File formats: approaching the freedom crossroad

File formats: approaching the freedom crossroad


When I first began to use GNU/Linux, I didn’t really care about free software, I just thought it was exciting to be able to mess around with code like that and see what could happen. I felt that it was fantastic that you could get under the bonnet; so to speak, and play with the code which powered everything.

I thought that was what I loved about the system. I was wrong, what I really fell in love with was freedom.

Freedom is a very important idea and sometimes we forget how important it really is. We live in a world of ideas and it is the freedom to talk about those ideas which gives these ideas purpose.

When we trade some of our freedom for convenience, we risk all of our freedoms. Does anyone remember Office 97? All in all, Office 97 was a good package but it contained a little easter egg which surprised a lot of people. Files created in Office 97 could not be opened in earlier versions of Office.

I felt it was fantastic that you could play with the code that powered everything. I was wrong, what I fell in love with was freedom

What’s important to note here is that the nature of words had not changed; what had changed was that Microsoft had decided that you couldn’t read your own information any more. Microsoft are not the only company to do something like this—Autodesk is another. People might say that this is not such a big deal, but I would beg to differ. You or I created the information contained in these files but someone else is then deciding if we can freely access it.

When you use free software like OpenOffice.org or Koffice the file format is always available to examine. This means that your information will always be available, regardless of the software version used.
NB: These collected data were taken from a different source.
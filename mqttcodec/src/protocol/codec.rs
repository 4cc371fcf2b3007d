//! MQTT packet decoding primitives.
//!
//! Low-level readers over a packet body held in [`Bytes`]. Every reader
//! bounds-checks before it consumes, so a short body always surfaces as a
//! MALFORMED_PACKET fault instead of a panic. The `*_only_once` family reads
//! single-occurrence properties into decode-scoped slots.

use std::fmt;

use bytes::{Buf, Bytes};

use crate::error::{DecodeError, DecodeResult};
use crate::types::{MqttString, UserProperty};

/// Largest value a variable byte integer can carry.
pub const VARIABLE_INT_MAX: u32 = 268_435_455;

/// Maximum encoded length of a variable byte integer.
pub const VARIABLE_INT_MAX_BYTES: usize = 4;

// ============================================================================
// Variable byte integer
// ============================================================================

/// Why a variable byte integer could not be decoded.
#[derive(Debug, Clone, Copy, PartialEq, Eq)]
pub enum VariableIntError {
    /// The fourth byte still has the continuation bit set.
    TooLarge,
    /// A trailing zero byte made the encoding longer than necessary.
    NotMinimumBytes,
}

impl fmt::Display for VariableIntError {
    fn fmt(&self, f: &mut fmt::Formatter<'_>) -> fmt::Result {
        match self {
            VariableIntError::TooLarge => f.write_str("too large"),
            VariableIntError::NotMinimumBytes => f.write_str("not minimum bytes"),
        }
    }
}

/// Read a variable-length integer (remaining length encoding).
///
/// Returns `Ok(Some((value, bytes_consumed)))`, or `Ok(None)` if the slice
/// ends before the last byte of the integer.
pub fn read_variable_int(buf: &[u8]) -> Result<Option<(u32, usize)>, VariableIntError> {
    let mut value = 0u32;

    for (i, &byte) in buf.iter().take(VARIABLE_INT_MAX_BYTES).enumerate() {
        value |= ((byte & 0x7F) as u32) << (7 * i);

        if byte & 0x80 == 0 {
            if i > 0 && byte == 0 {
                return Err(VariableIntError::NotMinimumBytes);
            }
            return Ok(Some((value, i + 1)));
        }

        if i == VARIABLE_INT_MAX_BYTES - 1 {
            return Err(VariableIntError::TooLarge);
        }
    }

    Ok(None)
}

/// Calculate the number of bytes needed for a variable-length integer.
pub const fn variable_int_len(value: u32) -> usize {
    if value < 128 {
        1
    } else if value < 128 * 128 {
        2
    } else if value < 128 * 128 * 128 {
        3
    } else {
        4
    }
}

/// Read a variable byte integer out of a packet body.
pub fn variable_int(buf: &mut Bytes, name: &str) -> DecodeResult<u32> {
    match read_variable_int(buf.chunk()) {
        Ok(Some((value, len))) => {
            buf.advance(len);
            Ok(value)
        }
        Ok(None) => Err(DecodeError::malformed(format!("malformed {name}: too short"))),
        Err(e) => Err(DecodeError::malformed(format!("malformed {name}: {e}"))),
    }
}

// ============================================================================
// Fixed width integers, strings and binary data
// ============================================================================

fn ensure(buf: &Bytes, len: usize, name: &str) -> DecodeResult<()> {
    if buf.remaining() < len {
        return Err(DecodeError::malformed(format!("malformed {name}: too short")));
    }
    Ok(())
}

/// Length prefix of a string or binary field, checked against the bytes left.
fn prefixed_len(buf: &Bytes, name: &str) -> DecodeResult<usize> {
    ensure(buf, 2, name)?;
    let len = u16::from_be_bytes([buf[0], buf[1]]) as usize;
    ensure(buf, 2 + len, name)?;
    Ok(len)
}

pub fn read_u8(buf: &mut Bytes, name: &str) -> DecodeResult<u8> {
    ensure(buf, 1, name)?;
    Ok(buf.get_u8())
}

/// Read a 2-byte big-endian u16.
pub fn read_u16(buf: &mut Bytes, name: &str) -> DecodeResult<u16> {
    ensure(buf, 2, name)?;
    Ok(buf.get_u16())
}

/// Read a 4-byte big-endian u32.
pub fn read_u32(buf: &mut Bytes, name: &str) -> DecodeResult<u32> {
    ensure(buf, 4, name)?;
    Ok(buf.get_u32())
}

/// Read binary data (2-byte length prefix + data) without copying.
pub fn read_binary(buf: &mut Bytes, name: &str) -> DecodeResult<Bytes> {
    let len = prefixed_len(buf, name)?;
    buf.advance(2);
    Ok(buf.split_to(len))
}

/// Read a UTF-8 string (2-byte length prefix + data).
///
/// Invalid UTF-8 (including encoded surrogates) and U+0000 are malformed.
pub fn read_string(buf: &mut Bytes, name: &str) -> DecodeResult<MqttString> {
    let len = prefixed_len(buf, name)?;
    buf.advance(2);
    let raw = buf.split_to(len);
    decode_utf8(&raw, name)
}

fn decode_utf8(raw: &[u8], name: &str) -> DecodeResult<MqttString> {
    let s = std::str::from_utf8(raw)
        .map_err(|_| DecodeError::malformed(format!("malformed UTF-8 string for {name}")))?;
    if s.contains('\0') {
        return Err(DecodeError::malformed(format!(
            "malformed UTF-8 string for {name}: must not contain null character"
        )));
    }
    Ok(MqttString::from_validated(s.to_owned()))
}

// ============================================================================
// Property primitives
// ============================================================================

fn check_once<T>(slot: &Option<T>, name: &str) -> DecodeResult<()> {
    if slot.is_some() {
        return Err(DecodeError::more_than_once(name));
    }
    Ok(())
}

fn fixed_only_once<T: Copy>(
    slot: &mut Option<T>,
    name: &str,
    buf: &mut Bytes,
    width: usize,
    read: impl FnOnce(&mut Bytes) -> T,
    check: impl FnOnce(T) -> DecodeResult<()>,
) -> DecodeResult<T> {
    ensure(buf, width, name)?;
    check_once(slot, name)?;
    let value = read(buf);
    check(value)?;
    *slot = Some(value);
    Ok(value)
}

fn any<T>(_: T) -> DecodeResult<()> {
    Ok(())
}

fn non_zero<T: Default + PartialEq>(name: &str) -> impl FnOnce(T) -> DecodeResult<()> + '_ {
    move |value| {
        if value == T::default() {
            return Err(DecodeError::protocol(format!("{name} must not be 0")));
        }
        Ok(())
    }
}

/// Boolean property; only 0 and 1 are accepted.
pub fn boolean_only_once(slot: &mut Option<bool>, name: &str, buf: &mut Bytes) -> DecodeResult<bool> {
    ensure(buf, 1, name)?;
    check_once(slot, name)?;
    let value = match buf.get_u8() {
        0 => false,
        1 => true,
        other => {
            return Err(DecodeError::protocol(format!("malformed boolean for {name}: {other}")));
        }
    };
    *slot = Some(value);
    Ok(value)
}

pub fn u8_only_once(slot: &mut Option<u8>, name: &str, buf: &mut Bytes) -> DecodeResult<u8> {
    fixed_only_once(slot, name, buf, 1, |b| b.get_u8(), any)
}

pub fn u16_only_once(slot: &mut Option<u16>, name: &str, buf: &mut Bytes) -> DecodeResult<u16> {
    fixed_only_once(slot, name, buf, 2, |b| b.get_u16(), any)
}

/// Like [`u16_only_once`], zero is a protocol error.
pub fn non_zero_u16_only_once(slot: &mut Option<u16>, name: &str, buf: &mut Bytes) -> DecodeResult<u16> {
    fixed_only_once(slot, name, buf, 2, |b| b.get_u16(), non_zero(name))
}

pub fn u32_only_once(slot: &mut Option<u32>, name: &str, buf: &mut Bytes) -> DecodeResult<u32> {
    fixed_only_once(slot, name, buf, 4, |b| b.get_u32(), any)
}

/// Like [`u32_only_once`], zero is a protocol error.
pub fn non_zero_u32_only_once(slot: &mut Option<u32>, name: &str, buf: &mut Bytes) -> DecodeResult<u32> {
    fixed_only_once(slot, name, buf, 4, |b| b.get_u32(), non_zero(name))
}

pub fn utf8_only_once<'a>(
    slot: &'a mut Option<MqttString>,
    name: &str,
    buf: &mut Bytes,
) -> DecodeResult<&'a MqttString> {
    let len = prefixed_len(buf, name)?;
    check_once(slot, name)?;
    buf.advance(2);
    let value = decode_utf8(&buf.split_to(len), name)?;
    Ok(slot.insert(value))
}

pub fn binary_only_once<'a>(slot: &'a mut Option<Bytes>, name: &str, buf: &mut Bytes) -> DecodeResult<&'a Bytes> {
    let len = prefixed_len(buf, name)?;
    check_once(slot, name)?;
    buf.advance(2);
    Ok(slot.insert(buf.split_to(len)))
}

/// Repeatable variable byte integer property (subscription identifier).
/// Zero is a protocol error.
pub fn repeatable_variable_int(values: &mut Vec<u32>, name: &str, buf: &mut Bytes) -> DecodeResult<u32> {
    let value = variable_int(buf, name)?;
    non_zero(name)(value)?;
    values.push(value);
    Ok(value)
}

/// Repeatable user property; appended in wire order.
pub fn user_property(properties: &mut Vec<UserProperty>, buf: &mut Bytes) -> DecodeResult<()> {
    let name = read_string(buf, "user property name")?;
    let value = read_string(buf, "user property value")?;
    properties.push(UserProperty::new(name, value));
    Ok(())
}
The quick brown fox jumps over the lazy dog

These words have not changed in hundreds of years, yet vendors of non-free software would disagree. They would say that those words have somehow become different between one version of a program to another and you should upgrade to their latest version in order to read those same words. It’s a similar thing which happens in the realm of operating systems. When I buy a computer in order to do something (for example writing a book, designing a house or simply listening to music), I believe that it is up to me to decide what I can do on my computer. I’ve paid for it, I pay for the electricity which powers it, so I should be able to what I want with it. If I have purchased a Video or DVD, I should be able to play it on my computer without having to break the law. If I write a book, I should be able to disseminate it as I see fit. If I design a house, I should be able to use that design as I wish.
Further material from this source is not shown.